24. Have you received any payment and/or other consideration form any source in compensation for the injuries alleged in your complaint? If your answer is in the affirmative, state:

(a) The amount of such payment and/or other consideration received;

(b) The name of the person, firm, insurance company and/or corporation making such payment or providing other consideration and the reason for the payment and/or other consideration; and

(c) Whether there are any documents evidencing such payment and/or other consideration received.

ANSWER: a-c. Objection. Collateral source rule. Without waiving said objection, plaintiff has produced medical bills. Some of the medical bills have been paid by insurance. The amounts billed and amounts paid are reflected on the bills that have been produced.

25. Have you retained any expert(s), other than as a “consultant” as that term is defined in Supreme Court Rule 201(b)(3). to testify on your behalf at trial or to assist you in any other way? If so, for each retained expert, state:

(a) The expert's area(s) of expertise;

(b) The experts qualification, including a curriculum vitae and/or resume, if any; and

(c) The conclusions and/or opinions and bases therefore, including whether written reports have been prepared by the expert(s) and if so, attach copies of the reports.
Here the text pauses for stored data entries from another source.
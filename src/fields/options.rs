use serde::{Deserialize, Serialize};
use std::collections::BTreeMap;

/// Options a field generator is invoked with.
///
/// The recognized options are typed. Anything else lands in `extra` and is
/// passed through to the generator untouched; relational targets (`to`,
/// `on_delete`) travel this way.
#[derive(Debug, Clone, PartialEq, Serialize, Deserialize)]
#[serde(default)]
pub struct FieldOptions {
    pub null: bool,
    pub unique: bool,
    #[serde(skip_serializing_if = "Option::is_none")]
    pub max_length: Option<u32>,
    pub db_index: bool,
    #[serde(skip_serializing_if = "Option::is_none")]
    pub default: Option<serde_json::Value>,
    #[serde(flatten)]
    pub extra: BTreeMap<String, serde_json::Value>,
}

impl Default for FieldOptions {
    fn default() -> Self {
        Self {
            null: true,
            unique: false,
            max_length: None,
            db_index: false,
            default: None,
            extra: BTreeMap::new(),
        }
    }
}

impl FieldOptions {
    pub fn new() -> Self {
        Self::default()
    }

    pub fn null(mut self, null: bool) -> Self {
        self.null = null;
        self
    }

    pub fn unique(mut self, unique: bool) -> Self {
        self.unique = unique;
        self
    }

    pub fn max_length(mut self, max_length: u32) -> Self {
        self.max_length = Some(max_length);
        self
    }

    pub fn db_index(mut self, db_index: bool) -> Self {
        self.db_index = db_index;
        self
    }

    pub fn default_value(mut self, value: serde_json::Value) -> Self {
        self.default = Some(value);
        self
    }

    pub fn extra(mut self, key: impl Into<String>, value: serde_json::Value) -> Self {
        self.extra.insert(key.into(), value);
        self
    }

    pub fn get_extra(&self, key: &str) -> Option<&serde_json::Value> {
        self.extra.get(key)
    }

    /// Target model of a relational field.
    pub fn target(&self) -> Option<&str> {
        self.extra.get("to").and_then(|value| value.as_str())
    }
}

/// A field declared outside of any field schema, e.g. the configured
/// default fields merged into every generated type.
#[derive(Debug, Clone, PartialEq, Serialize, Deserialize)]
pub struct FieldDeclaration {
    pub name: String,
    pub class_name: String,
    #[serde(default)]
    pub options: FieldOptions,
}

impl FieldDeclaration {
    pub fn new(name: impl Into<String>, class_name: impl Into<String>) -> Self {
        Self {
            name: name.into(),
            class_name: class_name.into(),
            options: FieldOptions::default(),
        }
    }

    pub fn with_options(mut self, options: FieldOptions) -> Self {
        self.options = options;
        self
    }
}

#[cfg(test)]
mod tests {
    use super::*;
    use serde_json::json;

    #[test]
    fn test_defaults_are_nullable() {
        let options: FieldOptions = serde_json::from_value(json!({})).unwrap();
        assert!(options.null);
        assert!(!options.unique);
        assert_eq!(options.max_length, None);
    }

    #[test]
    fn test_unknown_keys_pass_through() {
        let options: FieldOptions =
            serde_json::from_value(json!({"max_length": 10, "to": "Customer", "on_delete": "cascade"}))
                .unwrap();
        assert_eq!(options.max_length, Some(10));
        assert_eq!(options.target(), Some("Customer"));
        assert_eq!(options.get_extra("on_delete"), Some(&json!("cascade")));

        let stored = serde_json::to_value(&options).unwrap();
        assert_eq!(stored["to"], json!("Customer"));
    }
}
pub mod engine;
pub mod memory;
pub mod table;

pub use engine::StorageEngine;
pub use memory::InMemoryStorage;
pub use table::{Table, TableSchema};
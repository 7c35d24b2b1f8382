// SPDX-License-Identifier: MPL-2.0
// This Source Code Form is subject to the terms of the Mozilla Public
// License, v. 2.0. If a copy of the MPL was not distributed with this
// file, You can obtain one at https://mozilla.org/MPL/2.0/.

//! UDP broadcast discovery of NETIO-230A devices on the local network.
//!
//! The device answers a fixed probe datagram sent to the well-known
//! discovery port. Discovery binds a listener first, then broadcasts the
//! probe from every local IPv4 interface, and keeps receiving until an idle
//! window passes with no datagram. Each received datagram resets the
//! window; a device that never stops replying would keep discovery running,
//! which is the protocol's inherent shape.
//!
//! # Examples
//!
//! ```no_run
//! # async fn example() -> netio230a::Result<()> {
//! let devices = netio230a::discovery::discover().await?;
//! for device in &devices {
//!     println!("{} at {} ({})", device.name, device.ip, device.mac);
//! }
//! # Ok(())
//! # }
//! ```
//!
//! For streaming consumption, [`discover_into`] pushes devices into a
//! caller-owned channel as they arrive; dropping the receiver cancels the
//! listen loop.

mod packet;

use std::net::Ipv4Addr;
use std::time::Duration;

use tokio::net::UdpSocket;
use tokio::sync::mpsc;
use tokio::time::{Instant, timeout};

use crate::error::{Error, Result};

pub use packet::{DISCOVERY_PORT, DiscoveredDevice, PACKET_LEN, probe, try_decode_response};

/// Default idle window after which listening stops.
///
/// Devices usually answer within a few milliseconds.
const DEFAULT_IDLE_TIMEOUT: Duration = Duration::from_millis(200);

/// Capacity of the channel between the listen loop and the collector.
const CHANNEL_CAPACITY: usize = 32;

/// Options for a discovery run.
///
/// # Examples
///
/// ```
/// use std::time::Duration;
/// use netio230a::discovery::DiscoveryOptions;
///
/// let options = DiscoveryOptions::new()
///     .with_idle_timeout(Duration::from_millis(500))
///     .with_port(4000);
/// ```
#[derive(Debug, Clone)]
pub struct DiscoveryOptions {
    port: u16,
    idle_timeout: Duration,
}

impl DiscoveryOptions {
    /// Creates options with the well-known port and default idle window.
    #[must_use]
    pub fn new() -> Self {
        Self::default()
    }

    /// Sets the UDP port to probe and listen on.
    #[must_use]
    pub fn with_port(mut self, port: u16) -> Self {
        self.port = port;
        self
    }

    /// Sets the idle window that ends listening.
    ///
    /// This is not a hard deadline: every received datagram resets it.
    #[must_use]
    pub fn with_idle_timeout(mut self, idle_timeout: Duration) -> Self {
        self.idle_timeout = idle_timeout;
        self
    }

    /// Returns the port.
    #[must_use]
    pub fn port(&self) -> u16 {
        self.port
    }

    /// Returns the idle window.
    #[must_use]
    pub fn idle_timeout(&self) -> Duration {
        self.idle_timeout
    }
}

impl Default for DiscoveryOptions {
    fn default() -> Self {
        Self {
            port: DISCOVERY_PORT,
            idle_timeout: DEFAULT_IDLE_TIMEOUT,
        }
    }
}

/// Discovers devices with default options.
///
/// # Errors
///
/// Returns error if the listener socket cannot be bound.
pub async fn discover() -> Result<Vec<DiscoveredDevice>> {
    discover_with(DiscoveryOptions::default()).await
}

/// Discovers devices and collects the answers in arrival order.
///
/// Duplicate answers are kept; de-duplication, if wanted, belongs to the
/// caller.
///
/// # Errors
///
/// Returns error if the listener socket cannot be bound.
pub async fn discover_with(options: DiscoveryOptions) -> Result<Vec<DiscoveredDevice>> {
    let (tx, mut rx) = mpsc::channel(CHANNEL_CAPACITY);
    let run = tokio::spawn(discover_into(options, tx));

    let mut devices = Vec::new();
    while let Some(device) = rx.recv().await {
        devices.push(device);
    }

    match run.await {
        Ok(result) => result?,
        Err(err) => return Err(Error::Transport(std::io::Error::other(err))),
    }
    Ok(devices)
}

/// Runs one discovery pass, pushing decoded devices into `tx`.
///
/// The listener is bound before any probe goes out so that even the
/// fastest answer is caught. Probes are sent as a limited broadcast from
/// every local interface with an IPv4 address; a send failure on one
/// interface is logged and skipped. Latency on each device is measured
/// from the moment listening begins.
///
/// The loop ends when the idle window elapses with no datagram or when the
/// receiving side of `tx` is dropped.
///
/// # Errors
///
/// Returns error if the listener socket cannot be bound; everything after
/// that is best-effort.
pub async fn discover_into(
    options: DiscoveryOptions,
    tx: mpsc::Sender<DiscoveredDevice>,
) -> Result<()> {
    let listener = UdpSocket::bind((Ipv4Addr::UNSPECIFIED, options.port)).await?;
    tracing::debug!(port = options.port, "discovery listener bound");

    let probes_sent = send_probes(options.port).await;
    if probes_sent == 0 {
        tracing::warn!("no interface accepted the discovery probe");
    }

    let started = Instant::now();
    let mut buf = [0u8; 512];
    loop {
        let (len, addr) = match timeout(options.idle_timeout, listener.recv_from(&mut buf)).await {
            Err(_) => {
                tracing::debug!(
                    elapsed_ms = started.elapsed().as_millis() as u64,
                    "discovery idle window elapsed"
                );
                return Ok(());
            }
            Ok(Err(err)) => {
                tracing::warn!(error = %err, "discovery receive failed");
                return Err(Error::Transport(err));
            }
            Ok(Ok(received)) => received,
        };

        match try_decode_response(&buf[..len], started.elapsed()) {
            Some(device) => {
                tracing::debug!(name = %device.name, ip = %device.ip, from = %addr, "device answered");
                if tx.send(device).await.is_err() {
                    tracing::debug!("discovery consumer gone, stopping");
                    return Ok(());
                }
            }
            // Our own probe echoes back here too; everything that is not a
            // valid response is silently ignored.
            None => tracing::trace!(len, from = %addr, "ignoring datagram"),
        }
    }
}

/// Broadcasts the probe from every local IPv4 interface address.
///
/// Returns the number of interfaces the probe was actually sent from.
async fn send_probes(port: u16) -> usize {
    let interfaces = match if_addrs::get_if_addrs() {
        Ok(interfaces) => interfaces,
        Err(err) => {
            tracing::warn!(error = %err, "could not enumerate network interfaces");
            return 0;
        }
    };

    let mut sent = 0;
    for interface in interfaces {
        let std::net::IpAddr::V4(source) = interface.ip() else {
            continue;
        };
        match send_probe_from(source, port).await {
            Ok(()) => {
                tracing::trace!(interface = %interface.name, %source, "probe sent");
                sent += 1;
            }
            Err(err) => {
                tracing::warn!(interface = %interface.name, %source, error = %err, "probe send failed");
            }
        }
    }
    sent
}

async fn send_probe_from(source: Ipv4Addr, port: u16) -> std::io::Result<()> {
    let socket = UdpSocket::bind((source, 0)).await?;
    socket.set_broadcast(true)?;
    socket.send_to(probe(), (Ipv4Addr::BROADCAST, port)).await?;
    Ok(())
}
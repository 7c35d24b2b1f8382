// SPDX-License-Identifier: MPL-2.0
// This Source Code Form is subject to the terms of the Mozilla Public
// License, v. 2.0. If a copy of the MPL was not distributed with this
// file, You can obtain one at https://mozilla.org/MPL/2.0/.

//! Network configuration for the device's ethernet interface.

use std::net::Ipv4Addr;

use serde::Serialize;

/// Ethernet settings accepted by `system eth`.
///
/// # Examples
///
/// ```
/// use std::net::Ipv4Addr;
/// use netio230a::types::NetworkConfig;
///
/// let dhcp = NetworkConfig::Dhcp;
/// let fixed = NetworkConfig::Static {
///     ip: Ipv4Addr::new(192, 168, 1, 2),
///     subnet_mask: Ipv4Addr::new(255, 255, 255, 0),
///     gateway: Ipv4Addr::new(192, 168, 1, 1),
/// };
/// # let _ = (dhcp, fixed);
/// ```
#[derive(Debug, Clone, Copy, PartialEq, Eq, Serialize)]
pub enum NetworkConfig {
    /// Obtain the address via DHCP.
    Dhcp,
    /// Fixed address configuration.
    Static {
        /// Device IP address.
        ip: Ipv4Addr,
        /// Subnet mask.
        subnet_mask: Ipv4Addr,
        /// Default gateway.
        gateway: Ipv4Addr,
    },
}

impl NetworkConfig {
    /// Renders the argument part of the `system eth` command.
    #[must_use]
    pub(crate) fn to_command_args(self) -> String {
        match self {
            NetworkConfig::Dhcp => "dhcp".to_string(),
            NetworkConfig::Static {
                ip,
                subnet_mask,
                gateway,
            } => format!("manual {ip} {subnet_mask} {gateway}"),
        }
    }
}
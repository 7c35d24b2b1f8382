// SPDX-License-Identifier: MPL-2.0
// This Source Code Form is subject to the terms of the Mozilla Public
// License, v. 2.0. If a copy of the MPL was not distributed with this
// file, You can obtain one at https://mozilla.org/MPL/2.0/.

//! Small typed values used across the library.

mod mac;
mod network;

pub use mac::MacAddr;
pub use network::NetworkConfig;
ANSWER: Plaintiff will disclose expert witnesses in accordance with court order.

26. Identify any statements, information and/or documents known to you and requested by any of the foregoing interrogatories which you claim to be work product or subject to any common law or statutory privilege, and with respect to each interrogatory, specify the legal basis for the claim as required by Illinois Supreme Court Rule 201(n).

ANSWER: None.

27. List the name and addresses of all persons (other than yourself and persons heretofore listed) who have knowledge of the facts regarding the care and treatment complained of in the complaint filed herein and/or the injuries claimed to have resulted therefrom.

ANSWER: None other than previously listed.